26 janvier 2015 > > Soyez le premier à réagir !

Deux Prix mérités pour le film Sanctuaire sur la guerre sale au Pays Basque, des films de qualité aux toutes premières places, pour une belle édition du FIPA, vivement (déjà) l’an prochain.

La 28ème édition du FIPA de Biarritz a rendu son verdit samedi 24 janvier dans une replica watch salle de la Gare du Midi archi-comble, après un crû 2015 qui a élégamment distillé aux Festivaliers la satisfaction de faire de ce Festival un incontournable de notre début d’année sur la côte basque.

happy-valleyLes équilibres n’ont pas été rompus, avec la prédominance des oeuvres européennes (ARTE repart avec quatre films primés) que seule la très bonne série australienne The Code aura réussi à infiltrer, les créations anglaises comme Happy Valley (lire ci-dessous) et Broadchurch marquant un territoire que les Scandinaves n’ont pu lui contester cette année.

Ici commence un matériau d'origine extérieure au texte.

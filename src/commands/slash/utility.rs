//! Utility slash commands: /ping, /uptime

use anyhow::Result;
use chrono::{DateTime, Utc};
use serenity::async_trait;

use crate::commands::{CommandData, CommandEnv, InteractionContext, SlashCommand, SlashModule};

pub fn ping(_env: &CommandEnv) -> SlashModule {
    SlashModule::new(CommandData::new("ping", "Test bot responsiveness"), Ping)
}

pub fn uptime(env: &CommandEnv) -> SlashModule {
    SlashModule::new(
        CommandData::new("uptime", "Show how long the bot has been running"),
        Uptime {
            started_at: env.started_at,
        },
    )
}

struct Ping;

#[async_trait]
impl SlashCommand for Ping {
    async fn execute(&self, ctx: &dyn InteractionContext) -> Result<()> {
        ctx.reply("🏓 Pong!").await
    }
}

struct Uptime {
    started_at: DateTime<Utc>,
}

#[async_trait]
impl SlashCommand for Uptime {
    async fn execute(&self, ctx: &dyn InteractionContext) -> Result<()> {
        ctx.reply(&format_uptime(self.started_at, Utc::now())).await
    }
}

fn format_uptime(started_at: DateTime<Utc>, now: DateTime<Utc>) -> String {
    let uptime = (now - started_at).num_seconds().max(0);
    let days = uptime / 86400;
    let hours = (uptime % 86400) / 3600;
    let minutes = (uptime % 3600) / 60;
    let seconds = uptime % 60;

    if days > 0 {
        format!("⏱️ Uptime: {}d {}h {}m {}s", days, hours, minutes, seconds)
    } else if hours > 0 {
        format!("⏱️ Uptime: {}h {}m {}s", hours, minutes, seconds)
    } else if minutes > 0 {
        format!("⏱️ Uptime: {}m {}s", minutes, seconds)
    } else {
        format!("⏱️ Uptime: {}s", seconds)
    }
}
use log::{debug, error, info};
use serenity::async_trait;
use serenity::builder::CreateApplicationCommand;
use serenity::model::application::command::Command;
use serenity::model::application::interaction::Interaction;
use serenity::model::channel::Message;
use serenity::model::event::MessageUpdateEvent;
use serenity::model::gateway::Ready;
use serenity::model::guild::Member;
use serenity::model::id::{ChannelId, GuildId, MessageId};
use serenity::model::user::User;
use serenity::model::voice::VoiceState;
use serenity::prelude::*;
use std::sync::Arc;

use super::{AuditChannel, MessageSnapshots, SerenityInteraction, SerenityMessage};
use crate::audit::{Actor, AuditEvent};
use crate::commands::CommandRegistry;
use crate::dispatcher::{Dispatcher, PlatformEvent};

pub struct Handler {
    dispatcher: Arc<Dispatcher>,
    audit_channel: Arc<AuditChannel>,
    snapshots: MessageSnapshots,
}

impl Handler {
    pub fn new(
        dispatcher: Arc<Dispatcher>,
        audit_channel: Arc<AuditChannel>,
        snapshots: MessageSnapshots,
    ) -> Self {
        Handler {
            dispatcher,
            audit_channel,
            snapshots,
        }
    }

    async fn audit(&self, event: AuditEvent) {
        let outcome = self.dispatcher.handle(PlatformEvent::Audit(event)).await;
        debug!("Audit event handled: {:?}", outcome);
    }
}

fn actor(user: &User) -> Actor {
    Actor::new(user.id.0, user.name.clone())
}

/// Registers every loaded slash command globally.
async fn register_global_commands(ctx: &Context, registry: &CommandRegistry) -> anyhow::Result<()> {
    let commands: Vec<CreateApplicationCommand> = registry
        .slash_data()
        .into_iter()
        .map(|data| {
            CreateApplicationCommand::default()
                .name(&data.name)
                .description(&data.description)
                .to_owned()
        })
        .collect();

    Command::set_global_application_commands(&ctx.http, |builder| {
        for command in commands {
            builder.add_application_command(command);
        }
        builder
    })
    .await?;

    Ok(())
}

#[async_trait]
impl EventHandler for Handler {
    async fn ready(&self, ctx: Context, ready: Ready) {
        info!("🎉 {} is connected and ready!", ready.user.name);
        info!("📡 Connected to {} guilds", ready.guilds.len());

        self.audit_channel.attach_cache(ctx.cache.clone());

        if let Err(e) = register_global_commands(&ctx, self.dispatcher.registry()).await {
            error!("❌ Failed to register global slash commands: {}", e);
        } else {
            info!("✅ Successfully registered slash commands globally");
        }
    }

    async fn message(&self, ctx: Context, msg: Message) {
        if msg.author.bot {
            return;
        }

        if msg.guild_id.is_some() {
            self.snapshots
                .record(msg.id.0, actor(&msg.author), msg.content.clone());
        }

        let event = PlatformEvent::MessageCreate(Arc::new(SerenityMessage::new(ctx, msg)));
        let outcome = self.dispatcher.handle(event).await;
        debug!("Message handled: {:?}", outcome);
    }

    async fn interaction_create(&self, ctx: Context, interaction: Interaction) {
        match interaction {
            Interaction::ApplicationCommand(command) => {
                let event =
                    PlatformEvent::InteractionCreate(Arc::new(SerenityInteraction::new(ctx, command)));
                let outcome = self.dispatcher.handle(event).await;
                debug!("Interaction handled: {:?}", outcome);
            }
            _ => debug!("Ignoring non-command interaction"),
        }
    }

    async fn voice_state_update(&self, ctx: Context, old: Option<VoiceState>, new: VoiceState) {
        let previous = old.and_then(|state| state.channel_id).map(|id| id.0);
        let next = new.channel_id.map(|id| id.0);
        if previous == next {
            return;
        }

        let user = match new.member {
            Some(member) => actor(&member.user),
            None => match new.user_id.to_user(&ctx).await {
                Ok(user) => actor(&user),
                Err(e) => {
                    error!("Failed to resolve voice user {}: {}", new.user_id, e);
                    return;
                }
            },
        };

        self.audit(AuditEvent::VoiceStateUpdate {
            user,
            previous,
            next,
        })
        .await;
    }

    async fn guild_member_addition(&self, _ctx: Context, new_member: Member) {
        self.audit(AuditEvent::MemberAdd {
            user: actor(&new_member.user),
        })
        .await;
    }

    async fn guild_member_removal(
        &self,
        _ctx: Context,
        _guild_id: GuildId,
        user: User,
        _member_data_if_available: Option<Member>,
    ) {
        self.audit(AuditEvent::MemberRemove { user: actor(&user) })
            .await;
    }

    async fn message_delete(
        &self,
        _ctx: Context,
        _channel_id: ChannelId,
        deleted_message_id: MessageId,
        _guild_id: Option<GuildId>,
    ) {
        let Some(snapshot) = self.snapshots.take(deleted_message_id.0) else {
            debug!("Deleted message {} was not seen, skipping audit", deleted_message_id);
            return;
        };

        self.audit(AuditEvent::MessageDelete {
            author: snapshot.author,
            content: snapshot.content,
        })
        .await;
    }

    async fn message_update(
        &self,
        _ctx: Context,
        old_if_available: Option<Message>,
        _new: Option<Message>,
        event: MessageUpdateEvent,
    ) {
        // Embed unfurls and pins arrive as updates without new content.
        let (Some(guild_id), Some(new_content)) = (event.guild_id, event.content) else {
            return;
        };

        let before = self
            .snapshots
            .replace_content(event.id.0, new_content.clone())
            .map(|snapshot| (snapshot.author, snapshot.content))
            .or_else(|| old_if_available.map(|old| (actor(&old.author), old.content)));

        let Some((author, old_content)) = before else {
            debug!("Edited message {} was not seen, skipping audit", event.id);
            return;
        };
        if old_content == new_content {
            return;
        }

        self.audit(AuditEvent::MessageUpdate {
            author,
            guild_id: guild_id.0,
            channel_id: event.channel_id.0,
            message_id: event.id.0,
            old_content,
            new_content,
        })
        .await;
    }
}
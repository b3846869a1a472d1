//! +echo: repeats everything after the command name.

use anyhow::{bail, Result};
use serenity::async_trait;

use crate::commands::{CommandEnv, MessageContext, TextCommand, TextModule};
use crate::dispatcher::text_arguments;

pub fn echo(env: &CommandEnv) -> TextModule {
    TextModule::new("echo", Echo { prefix: env.prefix })
}

struct Echo {
    prefix: char,
}

#[async_trait]
impl TextCommand for Echo {
    async fn execute(&self, ctx: &dyn MessageContext) -> Result<()> {
        let args = text_arguments(ctx.content(), self.prefix).unwrap_or("").trim();
        if args.is_empty() {
            bail!("nothing to echo");
        }
        ctx.reply(args).await
    }
}

#[cfg(test)]
mod tests {
    use super::*;
    use crate::commands::text::test_support::FakeMessage;

    #[tokio::test]
    async fn test_echo_repeats_arguments() {
        let msg = FakeMessage::new("+echo hello there", 1);
        Echo { prefix: '+' }.execute(&msg).await.unwrap();
        assert_eq!(msg.replies(), vec!["hello there"]);
    }

    #[tokio::test]
    async fn test_echo_keeps_multiline_payload() {
        let msg = FakeMessage::new("+echo\nline one\nline two", 1);
        Echo { prefix: '+' }.execute(&msg).await.unwrap();
        assert_eq!(msg.replies(), vec!["line one\nline two"]);
    }

    #[tokio::test]
    async fn test_echo_without_payload_fails() {
        let msg = FakeMessage::new("+echo   ", 1);
        let err = Echo { prefix: '+' }.execute(&msg).await.unwrap_err();
        assert_eq!(err.to_string(), "nothing to echo");
        assert!(msg.replies().is_empty());
    }
}
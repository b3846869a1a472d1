use anyhow::{anyhow, Result};
use serde::{Deserialize, Serialize};
use std::env;

#[derive(Debug, Clone, Serialize, Deserialize)]
pub struct Config {
    pub discord_token: String,
    pub audit_channel_id: u64,
    pub command_prefix: char,
    pub database_path: String,
    pub log_level: String,
    pub reward_cooldown_secs: u64,
    pub reward_points: i64,
    pub message_cache_size: usize,
}

impl Config {
    pub fn from_env() -> Result<Self> {
        let audit_channel_id = env::var("AUDIT_CHANNEL_ID")
            .map_err(|_| anyhow!("AUDIT_CHANNEL_ID environment variable not set"))?;

        Ok(Config {
            discord_token: env::var("DISCORD_TOKEN")
                .map_err(|_| anyhow!("DISCORD_TOKEN environment variable not set"))?,
            audit_channel_id: audit_channel_id
                .trim()
                .parse()
                .map_err(|e| anyhow!("AUDIT_CHANNEL_ID is not a valid channel id: {}", e))?,
            command_prefix: parse_prefix(
                &env::var("COMMAND_PREFIX").unwrap_or_else(|_| "+".to_string()),
            )?,
            database_path: env::var("DATABASE_PATH").unwrap_or_else(|_| "herald.db".to_string()),
            log_level: env::var("LOG_LEVEL").unwrap_or_else(|_| "info".to_string()),
            reward_cooldown_secs: parse_or("REWARD_COOLDOWN_SECS", 60)?,
            reward_points: parse_or("REWARD_POINTS", 1)?,
            message_cache_size: parse_or("MESSAGE_CACHE_SIZE", 1000)?,
        })
    }

    /// The token in the `Bot <token>` form the REST API expects.
    pub fn bot_token(&self) -> String {
        let token = self.discord_token.trim();
        if token.starts_with("Bot ") {
            token.to_string()
        } else {
            format!("Bot {}", token)
        }
    }
}

/// The prefix must be a single character.
fn parse_prefix(raw: &str) -> Result<char> {
    let mut chars = raw.chars();
    match (chars.next(), chars.next()) {
        (Some(c), None) if !c.is_whitespace() => Ok(c),
        _ => Err(anyhow!(
            "COMMAND_PREFIX must be a single non-whitespace character, got {:?}",
            raw
        )),
    }
}

fn parse_or<T>(key: &str, default: T) -> Result<T>
where
    T: std::str::FromStr,
    T::Err: std::fmt::Display,
{
    match env::var(key) {
        Ok(value) => value
            .trim()
            .parse()
            .map_err(|e| anyhow!("{} has an invalid value {:?}: {}", key, value, e)),
        Err(_) => Ok(default),
    }
}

sanctuaire-fipa-uneSans doute l’émotion ressentie devant les deux Prix décernés à Sanctuaire aura encore plus ancré le souvenir de ce film puissant dans le coeur de ceux qui, ici, ont applaudi une fiction au moins aussi fort d’un pamphlet documentaire sur ces années de guerre sale au Pays Basque.

sanctuaire-fipa-molia-1Ce Prix pour son scénario, auquel le Bayonnais Xabi Molia a donné son ADN, et le Prix d’interprétation féminine pour la belle Juana « Yoyes » Acosta, pourraient changer la donne de sa diffusion, prévue initialement en mars prochain : séduit par la qualité de cette oeuvre, le Festival International de Cinéma de Donostia/San Sebastian pourrait obtenir de Canal+ le report de son passage sur le petit écran pour lui ouvrir celui, immense, de Zinemaldia en septembre prochain.

marvellous-uneLa plus grande marche a récompensé l’un des plus « petits » personnages de la compétition, le film britannique Marvellous continuant son beau chemin Forrest-Gump like.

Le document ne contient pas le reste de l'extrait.